**EXERCISE AIM**
Check every line of the material below for "ViewDefinition". Give the number of lines that have it, and only that.

**SUPPLIED MATERIAL**
//! Number formatting for display
//!
//! Values below 1000 are shown as whole numbers. Larger values are scaled by
//! powers of 1000 and suffixed (K, M, B, T) with two decimals, where a
//! trailing `.00` or `.0` is dropped.

/// Suffix for each power of 1000
const SUFFIXES: [&str; 5] = ["", "K", "M", "B", "T"];

/// Format a currency amount for display
pub fn format_number(n: f64) -> String {
    if n.is_nan() {
        return "0".to_string();
    }
    if n < 1000.0 {
        return whole(n);
    }
    if n.is_infinite() {
        return "∞".to_string();
    }

    let mut tier = 0;
    let mut scaled = n;
    while scaled >= 1000.0 && tier < SUFFIXES.len() - 1 {
        scaled /= 1000.0;
        tier += 1;
    }

    let fixed = fixed2(scaled);
    let text = fixed
        .strip_suffix(".00")
        .or_else(|| fixed.strip_suffix(".0"))
        .unwrap_or(fixed.as_str());
    format!("{}{}", text, SUFFIXES[tier])
}

/// Nearest whole number, halves rounded away from zero
fn whole(n: f64) -> String {
    let r = n.round();
    // Avoid "-0"
    if r == 0.0 {
        "0".to_string()
    } else {
        format!("{:.0}", r)
    }
}

/// Two decimals, halves rounded up
///
/// Rounds the scaled value before printing, so a mantissa like `1.005`
/// (stored as 1.00499..) may come out one hundredth away from `toFixed(2)`.
/// Only the last displayed digit can differ.
fn fixed2(n: f64) -> String {
    format!("{:.2}", (n * 100.0).round() / 100.0)
}
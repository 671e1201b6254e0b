//! Theme configuration
//!
//! One `EconomyConfig` describes a complete themed variant of the game:
//! labels, tap value, cost growth, the upgrade table, navigation and timing.
//! Configs are plain data and can be loaded from JSON.

use serde::{Deserialize, Serialize};
use thiserror::Error;

use super::math::upgrade_cost;
use super::state::View;
use crate::consts::*;

/// Errors found while validating a configuration
#[derive(Error, Debug, Clone, PartialEq)]
pub enum ConfigError {
    /// Cost growth must be a finite multiplier of at least 1.
    #[error("invalid cost growth {0}: must be finite and >= 1")]
    InvalidGrowth(f64),

    /// Upgrade base cost must be positive.
    #[error("upgrade `{id}` has invalid base cost {cost}")]
    InvalidBaseCost { id: String, cost: f64 },

    /// Upgrade rate per level must be non-negative.
    #[error("upgrade `{id}` has invalid rate {rate}")]
    InvalidRate { id: String, rate: f64 },

    /// Tap value must be non-negative.
    #[error("invalid tap value {0}")]
    InvalidTapValue(f64),

    #[error("duplicate upgrade id `{0}`")]
    DuplicateUpgrade(String),

    #[error("configuration defines no views")]
    NoViews,

    #[error("{name} interval must be positive")]
    InvalidInterval { name: &'static str },

    #[error("empty storage key")]
    EmptyStorageKey,

    #[error("failed to parse configuration: {0}")]
    Parse(String),
}

/// How passive income is credited on each tick
#[derive(Debug, Clone, Copy, PartialEq, Eq, Serialize, Deserialize, Default)]
#[serde(rename_all = "camelCase")]
pub enum AccrualMode {
    /// Credit the real time elapsed since the previous tick
    #[default]
    Elapsed,
    /// Credit exactly one nominal tick period, regardless of timer drift
    FixedStep,
}

/// A purchasable, levelable income source
#[derive(Debug, Clone, PartialEq, Serialize, Deserialize)]
#[serde(rename_all = "camelCase")]
pub struct UpgradeDefinition {
    pub id: String,
    pub name: String,
    pub base_cost: f64,
    /// Income per hour contributed by each level
    pub base_rate_per_level: f64,
    #[serde(default)]
    pub icon: String,
}

impl UpgradeDefinition {
    pub fn new(id: &str, name: &str, base_cost: f64, base_rate_per_level: f64, icon: &str) -> Self {
        Self {
            id: id.to_string(),
            name: name.to_string(),
            base_cost,
            base_rate_per_level,
            icon: icon.to_string(),
        }
    }

    /// Price of the next level when `level` levels are owned
    pub fn cost_at(&self, level: u32, growth: f64) -> f64 {
        upgrade_cost(self.base_cost, growth, level)
    }
}

/// Navigation entry
#[derive(Debug, Clone, PartialEq, Serialize, Deserialize)]
pub struct ViewDefinition {
    pub id: View,
    pub name: String,
    #[serde(default)]
    pub icon: String,
}

impl ViewDefinition {
    pub fn new(id: View, name: &str, icon: &str) -> Self {
        Self {
            id,
            name: name.to_string(),
            icon: icon.to_string(),
        }
    }
}

fn default_tap_value() -> f64 {
    1.0
}

fn default_tick_interval() -> u32 {
    DEFAULT_TICK_INTERVAL_MS
}

fn default_save_interval() -> u32 {
    DEFAULT_SAVE_INTERVAL_MS
}

fn default_disconnected_label() -> String {
    "Disconnected".to_string()
}

/// Complete configuration of one themed game
#[derive(Debug, Clone, PartialEq, Serialize, Deserialize)]
#[serde(rename_all = "camelCase")]
pub struct EconomyConfig {
    /// Theme identifier (used by `themes::by_id`)
    pub id: String,
    /// Title shown in the header
    pub name: String,
    pub currency_name: String,
    pub currency_symbol: String,
    #[serde(default = "default_tap_value")]
    pub tap_value: f64,
    /// Cost multiplier per owned level
    pub growth: f64,
    /// Upgrade table, in display order
    pub upgrades: Vec<UpgradeDefinition>,
    /// Navigation, in display order
    pub views: Vec<ViewDefinition>,
    /// Persistence slot; changing it orphans older saves
    pub storage_key: String,
    #[serde(default = "default_tick_interval")]
    pub tick_interval_ms: u32,
    #[serde(default = "default_save_interval")]
    pub save_interval_ms: u32,
    #[serde(default)]
    pub accrual: AccrualMode,
    /// Header label while no wallet is connected
    #[serde(default = "default_disconnected_label")]
    pub disconnected_label: String,
}

impl EconomyConfig {
    /// Parse and validate a JSON configuration
    pub fn from_json(json: &str) -> Result<Self, ConfigError> {
        let config: Self =
            serde_json::from_str(json).map_err(|e| ConfigError::Parse(e.to_string()))?;
        config.validate()?;
        Ok(config)
    }

    pub fn validate(&self) -> Result<(), ConfigError> {
        if !self.growth.is_finite() || self.growth < 1.0 {
            return Err(ConfigError::InvalidGrowth(self.growth));
        }
        if !self.tap_value.is_finite() || self.tap_value < 0.0 {
            return Err(ConfigError::InvalidTapValue(self.tap_value));
        }

        for (i, upgrade) in self.upgrades.iter().enumerate() {
            if !upgrade.base_cost.is_finite() || upgrade.base_cost <= 0.0 {
                return Err(ConfigError::InvalidBaseCost {
                    id: upgrade.id.clone(),
                    cost: upgrade.base_cost,
                });
            }
            if !upgrade.base_rate_per_level.is_finite() || upgrade.base_rate_per_level < 0.0 {
                return Err(ConfigError::InvalidRate {
                    id: upgrade.id.clone(),
                    rate: upgrade.base_rate_per_level,
                });
            }
            if self.upgrades[..i].iter().any(|u| u.id == upgrade.id) {
                return Err(ConfigError::DuplicateUpgrade(upgrade.id.clone()));
            }
        }

        if self.views.is_empty() {
            return Err(ConfigError::NoViews);
        }
        if self.tick_interval_ms == 0 {
            return Err(ConfigError::InvalidInterval { name: "tick" });
        }
        if self.save_interval_ms == 0 {
            return Err(ConfigError::InvalidInterval { name: "save" });
        }
        if self.storage_key.is_empty() {
            return Err(ConfigError::EmptyStorageKey);
        }
        Ok(())
    }

    /// Look up an upgrade definition by id
    pub fn upgrade(&self, id: &str) -> Option<&UpgradeDefinition> {
        self.upgrades.iter().find(|u| u.id == id)
    }

    /// Look up a navigation entry by its string id
    pub fn view(&self, id: &str) -> Option<&ViewDefinition> {
        let view = View::from_id(id)?;
        self.views.iter().find(|v| v.id == view)
    }

    /// Nominal tick period in seconds
    pub fn tick_secs(&self) -> f64 {
        self.tick_interval_ms as f64 / MS_PER_SECOND
    }
}

#[cfg(test)]
mod tests {
    use super::*;
    use crate::themes;

    #[test]
    fn test_builtin_themes_validate() {
        for theme in themes::all() {
            assert_eq!(theme.validate(), Ok(()), "theme {}", theme.id);
        }
    }

    #[test]
    fn test_from_json_applies_defaults() {
        let json = r#"{
            "id": "mini",
            "name": "Mini",
            "currencyName": "Coins",
            "currencySymbol": "C",
            "growth": 1.15,
            "upgrades": [
                { "id": "a", "name": "A", "baseCost": 50, "baseRatePerLevel": 5 }
            ],
            "views": [ { "id": "tapper", "name": "Tap" } ],
            "storageKey": "mini_v1"
        }"#;
        let config = EconomyConfig::from_json(json).unwrap();
        assert_eq!(config.tap_value, 1.0);
        assert_eq!(config.tick_interval_ms, DEFAULT_TICK_INTERVAL_MS);
        assert_eq!(config.save_interval_ms, DEFAULT_SAVE_INTERVAL_MS);
        assert_eq!(config.accrual, AccrualMode::Elapsed);
        assert_eq!(config.disconnected_label, "Disconnected");
        assert_eq!(config.upgrade("a").unwrap().icon, "");
        assert!(config.view("tapper").is_some());
        assert!(config.view("stats").is_none());
    }

    #[test]
    fn test_validation_errors() {
        let mut config = themes::galactic_diplomacy();
        config.growth = 0.9;
        assert_eq!(config.validate(), Err(ConfigError::InvalidGrowth(0.9)));

        let mut config = themes::galactic_diplomacy();
        config.upgrades[0].base_cost = 0.0;
        assert!(matches!(config.validate(), Err(ConfigError::InvalidBaseCost { .. })));

        let mut config = themes::galactic_diplomacy();
        config.upgrades[1].base_rate_per_level = -1.0;
        assert!(matches!(config.validate(), Err(ConfigError::InvalidRate { .. })));

        let mut config = themes::galactic_diplomacy();
        let dup = config.upgrades[0].clone();
        config.upgrades.push(dup);
        assert!(matches!(config.validate(), Err(ConfigError::DuplicateUpgrade(_))));

        let mut config = themes::galactic_diplomacy();
        config.views.clear();
        assert_eq!(config.validate(), Err(ConfigError::NoViews));

        let mut config = themes::galactic_diplomacy();
        config.save_interval_ms = 0;
        assert_eq!(config.validate(), Err(ConfigError::InvalidInterval { name: "save" }));
    }

    #[test]
    fn test_from_json_rejects_garbage() {
        assert!(matches!(EconomyConfig::from_json("{not json"), Err(ConfigError::Parse(_))));
    }
}
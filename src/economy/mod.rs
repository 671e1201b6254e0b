//! Game economy module
//!
//! All gameplay math and state lives here. This module must stay pure:
//! - No clock reads (timestamps are passed in)
//! - No storage or DOM access
//! - Stable serialization order (upgrade levels keyed in a sorted map)

pub mod config;
pub mod math;
pub mod state;

pub use config::{AccrualMode, ConfigError, EconomyConfig, UpgradeDefinition, ViewDefinition};
pub use math::{accrual, days_active, income_per_hour, upgrade_cost};
pub use state::{GameState, View, WalletStatus};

**ANSWER FOR THE TASK**
5